[[ DATASET EXCERPTS, beginning ]]
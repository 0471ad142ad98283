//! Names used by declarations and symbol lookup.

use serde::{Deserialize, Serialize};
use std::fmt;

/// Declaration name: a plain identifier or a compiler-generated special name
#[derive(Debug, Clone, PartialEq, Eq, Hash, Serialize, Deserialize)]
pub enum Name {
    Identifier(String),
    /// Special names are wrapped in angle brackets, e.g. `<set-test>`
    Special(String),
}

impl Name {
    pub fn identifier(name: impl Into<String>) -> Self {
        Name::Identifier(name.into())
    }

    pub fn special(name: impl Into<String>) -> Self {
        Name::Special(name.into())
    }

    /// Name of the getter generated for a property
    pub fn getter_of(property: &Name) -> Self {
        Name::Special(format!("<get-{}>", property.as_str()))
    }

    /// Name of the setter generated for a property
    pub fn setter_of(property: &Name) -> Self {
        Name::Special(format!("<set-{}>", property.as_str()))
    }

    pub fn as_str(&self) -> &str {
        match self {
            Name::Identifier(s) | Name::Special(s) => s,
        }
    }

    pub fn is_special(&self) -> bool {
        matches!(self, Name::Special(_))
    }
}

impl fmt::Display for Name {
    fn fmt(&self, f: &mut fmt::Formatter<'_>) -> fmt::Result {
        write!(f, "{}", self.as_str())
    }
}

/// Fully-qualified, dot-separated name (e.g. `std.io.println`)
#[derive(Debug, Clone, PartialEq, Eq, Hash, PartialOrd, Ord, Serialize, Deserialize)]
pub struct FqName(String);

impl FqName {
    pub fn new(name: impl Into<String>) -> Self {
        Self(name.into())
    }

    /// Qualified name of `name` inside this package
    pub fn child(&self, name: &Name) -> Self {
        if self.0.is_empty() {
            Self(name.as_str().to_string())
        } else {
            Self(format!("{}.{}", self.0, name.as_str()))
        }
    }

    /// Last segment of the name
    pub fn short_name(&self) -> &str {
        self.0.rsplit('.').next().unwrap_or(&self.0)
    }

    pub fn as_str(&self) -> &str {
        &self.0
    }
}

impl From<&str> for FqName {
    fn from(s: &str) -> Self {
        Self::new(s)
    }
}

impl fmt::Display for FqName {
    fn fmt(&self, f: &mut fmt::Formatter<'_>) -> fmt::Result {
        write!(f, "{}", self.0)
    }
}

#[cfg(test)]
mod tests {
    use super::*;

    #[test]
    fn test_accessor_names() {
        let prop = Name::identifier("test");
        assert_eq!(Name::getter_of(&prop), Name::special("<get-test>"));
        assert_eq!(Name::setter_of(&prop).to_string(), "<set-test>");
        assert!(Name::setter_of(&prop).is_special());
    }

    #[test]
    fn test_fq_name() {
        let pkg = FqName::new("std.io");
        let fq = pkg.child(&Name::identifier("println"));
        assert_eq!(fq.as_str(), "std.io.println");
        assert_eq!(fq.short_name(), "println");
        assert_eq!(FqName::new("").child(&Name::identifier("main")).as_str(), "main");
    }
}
[[ DATASET EXCERPTS, end ]]
[[ DATASET EXCERPTS, beginning ]]
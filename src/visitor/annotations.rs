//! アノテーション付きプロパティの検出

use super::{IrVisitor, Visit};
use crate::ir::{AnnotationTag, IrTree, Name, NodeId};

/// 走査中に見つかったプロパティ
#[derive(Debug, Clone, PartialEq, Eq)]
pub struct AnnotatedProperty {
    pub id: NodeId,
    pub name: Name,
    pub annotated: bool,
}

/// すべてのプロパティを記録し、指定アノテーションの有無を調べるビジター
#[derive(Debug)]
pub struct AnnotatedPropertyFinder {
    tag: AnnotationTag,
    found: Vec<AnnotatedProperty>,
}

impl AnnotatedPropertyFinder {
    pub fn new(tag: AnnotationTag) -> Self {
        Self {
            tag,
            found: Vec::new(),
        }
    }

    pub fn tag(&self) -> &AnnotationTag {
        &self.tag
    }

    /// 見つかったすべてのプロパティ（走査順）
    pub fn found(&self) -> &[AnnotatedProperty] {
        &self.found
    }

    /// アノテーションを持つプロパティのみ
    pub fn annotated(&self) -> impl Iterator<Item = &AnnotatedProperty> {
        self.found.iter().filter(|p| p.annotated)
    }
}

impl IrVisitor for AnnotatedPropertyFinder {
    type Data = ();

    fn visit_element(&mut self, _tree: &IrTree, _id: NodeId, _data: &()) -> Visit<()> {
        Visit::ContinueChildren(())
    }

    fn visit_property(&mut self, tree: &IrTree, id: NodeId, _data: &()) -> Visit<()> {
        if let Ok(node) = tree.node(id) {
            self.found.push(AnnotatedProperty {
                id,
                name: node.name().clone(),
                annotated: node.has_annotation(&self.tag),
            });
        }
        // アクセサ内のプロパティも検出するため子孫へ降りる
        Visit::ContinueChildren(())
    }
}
[[ DATASET EXCERPTS, end ]]
[[ DATASET EXCERPTS, beginning ]]
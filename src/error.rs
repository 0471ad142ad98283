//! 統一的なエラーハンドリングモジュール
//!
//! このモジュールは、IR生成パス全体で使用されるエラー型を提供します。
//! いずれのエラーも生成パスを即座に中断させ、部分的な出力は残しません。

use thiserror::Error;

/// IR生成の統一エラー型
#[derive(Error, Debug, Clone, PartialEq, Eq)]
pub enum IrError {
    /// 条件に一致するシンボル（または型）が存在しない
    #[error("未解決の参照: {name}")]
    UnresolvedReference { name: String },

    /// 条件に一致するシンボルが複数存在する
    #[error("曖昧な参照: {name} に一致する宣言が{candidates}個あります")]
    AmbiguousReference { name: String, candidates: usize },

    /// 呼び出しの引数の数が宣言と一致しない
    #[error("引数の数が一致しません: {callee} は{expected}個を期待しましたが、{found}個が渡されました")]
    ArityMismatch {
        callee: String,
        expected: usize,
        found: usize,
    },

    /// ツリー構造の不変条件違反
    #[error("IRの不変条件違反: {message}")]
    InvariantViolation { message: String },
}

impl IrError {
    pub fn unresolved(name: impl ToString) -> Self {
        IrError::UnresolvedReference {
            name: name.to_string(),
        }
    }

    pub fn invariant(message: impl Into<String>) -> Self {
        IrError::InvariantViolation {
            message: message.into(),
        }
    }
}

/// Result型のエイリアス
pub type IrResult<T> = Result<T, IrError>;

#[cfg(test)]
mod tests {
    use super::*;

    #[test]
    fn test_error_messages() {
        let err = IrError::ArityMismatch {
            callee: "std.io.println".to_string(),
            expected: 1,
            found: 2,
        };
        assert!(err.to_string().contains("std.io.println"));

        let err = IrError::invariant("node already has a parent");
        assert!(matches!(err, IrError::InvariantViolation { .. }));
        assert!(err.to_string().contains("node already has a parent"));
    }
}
[[ DATASET EXCERPTS, end ]]
:: WHAT TO PRODUCE ::
Lines containing the string "Hash" are the ones to copy from the entries above.

:: SOLUTION BELOW ::
#[derive(Debug, Clone, PartialEq, Eq, Hash, Serialize, Deserialize)]
#[derive(Debug, Clone, PartialEq, Eq, Hash, PartialOrd, Ord, Serialize, Deserialize)]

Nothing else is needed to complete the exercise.